TOULOUSE, 9 jan 2007 (AFP) – Lucien Engelmajer, fondateur du Patriarche, une association d’aide aux toxicomanes mise en cause pour ses méthodes sectaires et des détournements de fonds, a été condamné mardi à cinq ans de prison et 375.000 euros d’amende par le tribunal correctionnel de Toulouse.
Jean-Paul Séguéla, ex-conseiller du ministère de l’Intérieur pour les questions de toxicomanie de 1993 à 1995, poursuivi pour avoir profité des largesses du Patriarche et reconnu coupable de trafic d’influence, a pour sa part écopé de trois ans de prison, dont un avec sursis et 50.000 euros
d’amende.
Des peines de cinq ans de prison avaient été requises contre Lucien Engelmajer, 85 ans, en fuite au Belize (Amérique centrale), et Jean-Paul Seguela, lors du procès, en novembre dernier.
Parmi les 17 prévenus, poursuivis notamment pour abus de faiblesse, abus de biens sociaux et abus de confiance, figuraient sept enfants de Lucien Engelmajer. Quatre d’entre eux ont été relaxés mardi, les trois autres étant condamnés à des peines allant de 18 mois avec sursis à 36 mois de prison, dont
30 avec sursis.
Les autres prévenus ont été condamnés à des peines allant de trois ans à 18 mois, généralement assortis d’un sursis, hormis l’un d’eux, qui a été relaxé.
Selon le procureur Yves Delperié, l’association Le Patriarche, créé en France au début des années 1970 et qui fut dans les années 1980-90 la principale structure d’accueil des toxicomanes, s’est révélée être "une secte qui a exploité sans vergogne" ses pensionnaires "pour construire un empire colossal", avec des ramifications dans de nombreux pays d’Europe et des Amériques.

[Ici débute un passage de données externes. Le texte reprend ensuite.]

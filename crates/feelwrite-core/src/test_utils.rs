//! Test utilities for feelwrite-core
//!
//! Provides a mock server speaking the OpenAI chat-completions protocol so the
//! real HTTP backend can be exercised without a network connection.

use std::net::SocketAddr;
use std::sync::{Arc, Mutex};

use axum::{
    extract::{Json, State},
    http::StatusCode,
    response::{IntoResponse, Response},
    routing::{get, post},
    Router,
};
use serde_json::{json, Value};
use tokio::sync::oneshot;

#[derive(Clone)]
struct MockState {
    /// None makes every completion fail with a 500
    reply: Option<String>,
    requests: Arc<Mutex<Vec<Value>>>,
}

/// Mock chat-completions server for testing and development
pub struct MockCompletionServer {
    addr: SocketAddr,
    requests: Arc<Mutex<Vec<Value>>>,
    shutdown_tx: Option<oneshot::Sender<()>>,
}

impl MockCompletionServer {
    /// Start a server that answers every completion with a canned reply
    pub async fn start() -> Self {
        Self::start_with(Some(
            "It sounds like this week asked a lot of you. Be gentle with yourself.".to_string(),
        ))
        .await
    }

    /// Start a server that answers every completion with `reply`
    pub async fn start_with_reply(reply: &str) -> Self {
        Self::start_with(Some(reply.to_string())).await
    }

    /// Start a server whose completions always fail
    pub async fn start_failing() -> Self {
        Self::start_with(None).await
    }

    async fn start_with(reply: Option<String>) -> Self {
        let requests = Arc::new(Mutex::new(Vec::new()));
        let state = MockState {
            reply,
            requests: requests.clone(),
        };

        let app = Router::new()
            .route("/v1/models", get(handle_models))
            .route("/v1/chat/completions", post(handle_chat))
            .with_state(state);

        let listener = tokio::net::TcpListener::bind("127.0.0.1:0").await.unwrap();
        let addr = listener.local_addr().unwrap();

        let (shutdown_tx, shutdown_rx) = oneshot::channel();

        tokio::spawn(async move {
            axum::serve(listener, app)
                .with_graceful_shutdown(async {
                    shutdown_rx.await.ok();
                })
                .await
                .unwrap();
        });

        Self {
            addr,
            requests,
            shutdown_tx: Some(shutdown_tx),
        }
    }

    /// Get the base URL for this mock server
    pub fn url(&self) -> String {
        format!("http://{}", self.addr)
    }

    /// Request bodies received so far
    pub fn requests(&self) -> Vec<Value> {
        self.requests.lock().unwrap().clone()
    }

    /// Stop the mock server
    pub fn stop(&mut self) {
        if let Some(tx) = self.shutdown_tx.take() {
            let _ = tx.send(());
        }
    }
}

impl Drop for MockCompletionServer {
    fn drop(&mut self) {
        self.stop();
    }
}

async fn handle_models() -> Json<Value> {
    Json(json!({
        "object": "list",
        "data": [{ "id": "mock-model", "object": "model" }]
    }))
}

async fn handle_chat(State(state): State<MockState>, Json(body): Json<Value>) -> Response {
    let model = body["model"].as_str().unwrap_or("mock-model").to_string();
    state.requests.lock().unwrap().push(body);

    match state.reply {
        Some(reply) => Json(json!({
            "id": "chatcmpl-mock",
            "object": "chat.completion",
            "model": model,
            "choices": [{
                "index": 0,
                "message": { "role": "assistant", "content": reply },
                "finish_reason": "stop"
            }]
        }))
        .into_response(),
        None => (
            StatusCode::INTERNAL_SERVER_ERROR,
            Json(json!({ "error": { "message": "mock failure" } })),
        )
            .into_response(),
    }
}
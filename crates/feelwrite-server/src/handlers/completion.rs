//! Supportive companion handler

use std::sync::Arc;

use axum::{
    extract::{Request, State},
    Json,
};
use serde::{Deserialize, Serialize};
use tracing::warn;

use crate::{read_json, AppError, AppState};
use feelwrite_core::{companion_reply, ChatMessage, Error};

#[derive(Debug, Deserialize)]
pub struct CompletionBody {
    #[serde(default)]
    pub messages: Vec<ChatMessage>,
}

#[derive(Debug, Serialize)]
pub struct CompletionResponse {
    pub message: String,
}

/// POST /api/completion - Next companion reply for a conversation
pub async fn create_completion(
    State(state): State<Arc<AppState>>,
    request: Request,
) -> Result<Json<CompletionResponse>, AppError> {
    let body: CompletionBody = read_json(request).await?;
    if body.messages.is_empty() {
        return Err(AppError::bad_request("Messages array is required"));
    }

    let ai = state
        .ai
        .as_ref()
        .ok_or_else(|| AppError::service_unavailable("AI backend not configured"))?;

    match companion_reply(ai, &body.messages, &state.app_config.companion).await {
        Ok(message) => Ok(Json(CompletionResponse { message })),
        Err(Error::InvalidData(msg)) => Err(AppError::bad_request(&msg)),
        Err(e) => {
            warn!(error = %e, "Companion reply failed");
            Err(AppError::internal("Failed to generate response"))
        }
    }
}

Selon des témoignages de parties civiles, les toxicomanes étaient traités par un sevrage brutal, parfois isolés de l’extérieur, et contraints à un travail forcé censé les réinsérer, mais qui généralement n’était ni déclaré ni payé.
Le "Patriarche" a recueilli pendant des années des dons dans toute l’Europe au profit des toxicomanes et des fonds provenant de sociétés commerciales qu’il avait créées. Une part importante de ces sommes a été détournée et placée sur des comptes bancaires en Suisse et au Luxembourg, au profit de Lucien Engelmajer, de ses enfants et de plusieurs collaborateurs de l’association.
Le défenseur des enfants Engelmajer, Me Simon Cohen, qui avait plaidé la relaxe, a estimé que "le tribunal a rendu une décision éclairée", voire "juste et équitable" pour ceux qui ont été relaxés.
Sous le coup d’un mandat d’arrêt international, le fondateur du Patriarche a également été condamné, de même que plusieurs prévenus, à verser des dommages et intérêts à une quinzaine d’ex-toxicomanes, parties civiles.
Lucien Engelmajer, absent au procès où il a été constamment qualifié de "gourou" et de "manipulateur" hors du commun, est sous le coup d’une autre procédure judiciaire pour viols et agressions sexuelles sur mineures, dans l’entourage de l’association.